## ASSIGNMENT
Each line with the word "match" must appear in the answer, copied from the records.

[Stored items]
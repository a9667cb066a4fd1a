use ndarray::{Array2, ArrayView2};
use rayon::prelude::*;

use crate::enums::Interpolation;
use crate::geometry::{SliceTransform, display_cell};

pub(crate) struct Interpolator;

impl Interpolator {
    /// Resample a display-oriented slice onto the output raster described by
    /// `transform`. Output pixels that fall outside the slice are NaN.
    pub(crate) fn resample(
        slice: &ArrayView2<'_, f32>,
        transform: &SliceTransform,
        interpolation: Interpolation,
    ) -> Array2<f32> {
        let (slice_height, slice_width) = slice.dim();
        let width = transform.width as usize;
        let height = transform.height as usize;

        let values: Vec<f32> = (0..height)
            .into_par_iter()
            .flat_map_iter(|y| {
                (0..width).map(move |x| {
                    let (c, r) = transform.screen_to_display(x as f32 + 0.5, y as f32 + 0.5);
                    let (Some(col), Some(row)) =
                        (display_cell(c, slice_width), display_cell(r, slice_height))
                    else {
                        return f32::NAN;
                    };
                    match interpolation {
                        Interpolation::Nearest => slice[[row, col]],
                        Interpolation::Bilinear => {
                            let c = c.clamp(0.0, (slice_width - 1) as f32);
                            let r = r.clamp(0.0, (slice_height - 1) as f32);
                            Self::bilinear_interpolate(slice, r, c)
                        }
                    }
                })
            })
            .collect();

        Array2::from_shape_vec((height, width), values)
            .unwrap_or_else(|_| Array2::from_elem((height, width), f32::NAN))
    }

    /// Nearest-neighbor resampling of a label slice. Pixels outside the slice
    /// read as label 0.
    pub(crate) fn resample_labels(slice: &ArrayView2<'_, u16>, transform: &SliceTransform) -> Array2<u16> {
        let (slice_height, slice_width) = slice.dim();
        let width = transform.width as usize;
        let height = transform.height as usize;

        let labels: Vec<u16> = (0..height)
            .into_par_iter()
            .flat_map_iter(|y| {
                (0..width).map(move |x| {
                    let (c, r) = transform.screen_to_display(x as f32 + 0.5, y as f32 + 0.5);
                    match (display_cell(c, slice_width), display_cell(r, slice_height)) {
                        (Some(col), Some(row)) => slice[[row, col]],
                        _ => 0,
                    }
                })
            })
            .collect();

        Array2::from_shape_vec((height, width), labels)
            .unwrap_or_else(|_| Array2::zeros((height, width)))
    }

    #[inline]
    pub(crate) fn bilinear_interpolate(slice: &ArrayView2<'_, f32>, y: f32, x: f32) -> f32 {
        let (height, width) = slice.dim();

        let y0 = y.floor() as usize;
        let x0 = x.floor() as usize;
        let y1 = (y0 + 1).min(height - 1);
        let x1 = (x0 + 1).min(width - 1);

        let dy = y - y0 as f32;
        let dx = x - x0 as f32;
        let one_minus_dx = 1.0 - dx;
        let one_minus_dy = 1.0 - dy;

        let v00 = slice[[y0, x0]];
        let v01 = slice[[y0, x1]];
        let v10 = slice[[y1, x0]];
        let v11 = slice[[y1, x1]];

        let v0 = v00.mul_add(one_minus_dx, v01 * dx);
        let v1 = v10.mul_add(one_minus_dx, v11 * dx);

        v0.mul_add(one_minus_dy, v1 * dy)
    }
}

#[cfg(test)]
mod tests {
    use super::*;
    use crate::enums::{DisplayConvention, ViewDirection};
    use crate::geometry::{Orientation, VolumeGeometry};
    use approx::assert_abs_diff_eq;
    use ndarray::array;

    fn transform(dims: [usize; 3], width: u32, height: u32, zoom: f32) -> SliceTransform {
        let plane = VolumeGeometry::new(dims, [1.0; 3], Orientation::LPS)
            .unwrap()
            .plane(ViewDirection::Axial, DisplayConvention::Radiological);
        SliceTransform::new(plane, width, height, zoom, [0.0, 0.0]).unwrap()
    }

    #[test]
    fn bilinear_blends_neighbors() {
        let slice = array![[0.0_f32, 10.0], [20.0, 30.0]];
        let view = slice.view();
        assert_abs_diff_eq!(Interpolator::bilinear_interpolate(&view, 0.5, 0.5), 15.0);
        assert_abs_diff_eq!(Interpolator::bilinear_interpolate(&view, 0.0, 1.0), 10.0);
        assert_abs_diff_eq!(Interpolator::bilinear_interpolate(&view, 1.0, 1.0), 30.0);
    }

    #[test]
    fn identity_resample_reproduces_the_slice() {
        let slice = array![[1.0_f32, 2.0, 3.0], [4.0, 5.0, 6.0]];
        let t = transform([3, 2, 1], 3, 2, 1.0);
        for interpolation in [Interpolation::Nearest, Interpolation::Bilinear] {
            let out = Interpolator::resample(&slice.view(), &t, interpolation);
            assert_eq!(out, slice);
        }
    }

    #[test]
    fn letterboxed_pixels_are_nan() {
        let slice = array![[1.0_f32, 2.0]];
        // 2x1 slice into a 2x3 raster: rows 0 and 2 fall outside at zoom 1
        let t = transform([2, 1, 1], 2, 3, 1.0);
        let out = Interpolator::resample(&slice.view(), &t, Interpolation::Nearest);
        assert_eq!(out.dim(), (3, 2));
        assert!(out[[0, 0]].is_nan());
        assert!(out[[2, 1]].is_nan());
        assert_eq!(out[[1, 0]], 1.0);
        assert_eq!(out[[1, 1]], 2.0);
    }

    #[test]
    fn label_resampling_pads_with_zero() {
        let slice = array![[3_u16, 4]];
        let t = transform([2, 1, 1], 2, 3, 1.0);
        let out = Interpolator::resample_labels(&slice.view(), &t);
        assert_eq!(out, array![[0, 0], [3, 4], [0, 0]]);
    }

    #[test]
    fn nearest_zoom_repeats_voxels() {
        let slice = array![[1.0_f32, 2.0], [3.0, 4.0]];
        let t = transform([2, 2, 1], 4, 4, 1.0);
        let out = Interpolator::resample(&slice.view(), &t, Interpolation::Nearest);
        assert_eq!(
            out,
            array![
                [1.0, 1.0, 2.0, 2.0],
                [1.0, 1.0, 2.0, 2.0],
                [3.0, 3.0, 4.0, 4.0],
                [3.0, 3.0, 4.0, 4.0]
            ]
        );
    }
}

## YOUR SOLUTION
                    match interpolation {
                    match (display_cell(c, slice_width), display_cell(r, slice_height)) {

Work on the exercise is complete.